The exercise price and number of shares of common stock issuable on exercise of the Warrants may be adjusted in certain circumstances including in the event of a share dividend, extraordinary dividend or recapitalization, reorganization, merger or consolidation. However, the Warrants will not be adjusted for issuances of shares of Common Stock at a price below the applicable exercise price.
The Warrants may be exercised upon surrender of the Warrant certificate on or prior to the expiration date at the offices of the warrant agent, with the exercise form on the reverse side of the Warrant certificate completed and executed as indicated, accompanied by full payment of the exercise price, by certified or official bank check, for the number of Warrants being exercised. The Warrant holders do not have the rights or privileges of holders of shares of
Common Stock and any voting rights until they exercise their warrants and receive shares of common stock. After the issuance of shares of Common Stock upon exercise of the Warrants, each holder will be entitled to one vote for each share held of record on all matters to be voted on by stockholders.
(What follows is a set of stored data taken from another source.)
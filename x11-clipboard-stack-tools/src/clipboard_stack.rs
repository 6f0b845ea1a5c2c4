use clap::Parser;

#[derive(Parser)]
#[command(
    name = "clipboard-stack",
    version,
    about = "Keep every copied item on a stack, and paste them back one by one."
)]
pub struct Options {
    /// Manage the "primary" selection instead of the clipboard
    ///
    /// The primary selection is set by selecting text and pasted with the middle mouse button.
    #[arg(long, short)]
    pub primary: bool,

    /// Grace period in milliseconds after a paste before the stack is popped
    ///
    /// Applications often request the same data several times during a single paste. The top
    /// entry is only popped once no requests arrived for this long.
    #[arg(long, short, value_name = "MS", default_value_t = 200)]
    pub delay: u64,

    /// Behave like a regular clipboard and never pop the stack
    #[arg(long)]
    pub passthrough: bool,

    /// Maximum number of bytes to copy per format
    #[arg(long, value_name = "BYTES", default_value_t = 1_000_000)]
    pub max_size: usize,

    /// X display to connect to, instead of $DISPLAY
    #[arg(long, value_name = "NAME")]
    pub display: Option<String>,

    /// Enable verbose logging
    ///
    /// Setting the CLIPBOARD_STACK_DEBUG environment variable enables info logging as well.
    #[arg(long, short, action = clap::ArgAction::Count)]
    pub verbose: u8,
}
Warrant holders may elect to be subject to a restriction on the exercise of their Warrants such that an electing Warrant holder would not be able to exercise their Warrants to the extent that, after giving effect to such exercise, such holder would beneficially own in excess of 9.9% of the shares of Common Stock outstanding.
No fractional shares will be issued upon exercise of the Warrants. If, upon exercise of the Warrants, a holder would be entitled to receive a fractional interest in a share, upon exercise, the number of shares of Common Stock to be issued to the Warrant holder will be rounded down to the nearest whole number.
As of December 31, 2021, we had [62,193] units issued and outstanding (the “Units”). All Units outstanding reflect a unit consisting of one share of Common Stock and three-quarters of one redeemable Warrant to purchase Common Stock.
We have not declared or paid any cash dividends on our Common Stock and do not presently intend to pay any cash dividends in the foreseeable future. The payment of dividends is subject to the discretion of the Company’s board of directors. Our board of directors bases its decisions regarding dividends on, among other things, general business conditions, our financial results, contractual, legal and regulatory restrictions regarding dividend payments and any other factors that the board may consider relevant.
Our Common Stock, Warrants and Units trade on NASDAQ under the symbols “PCT,” “PCTTW” and “PCTTU,” respectively.
Annual Stockholder Meetings
The Amended and Restated Bylaws provide that annual stockholder meetings will be held wholly or partially by means of remote communication or at such place, within or without the State of Delaware, on such date and at such time as may be determined by the Company’s board of directors, the Chief Executive Officer of the Company (the “Chief Executive Officer”) or the chairman of the board of directors of the Company (the “Chairman”) and as will be designated in the notice of the annual meeting.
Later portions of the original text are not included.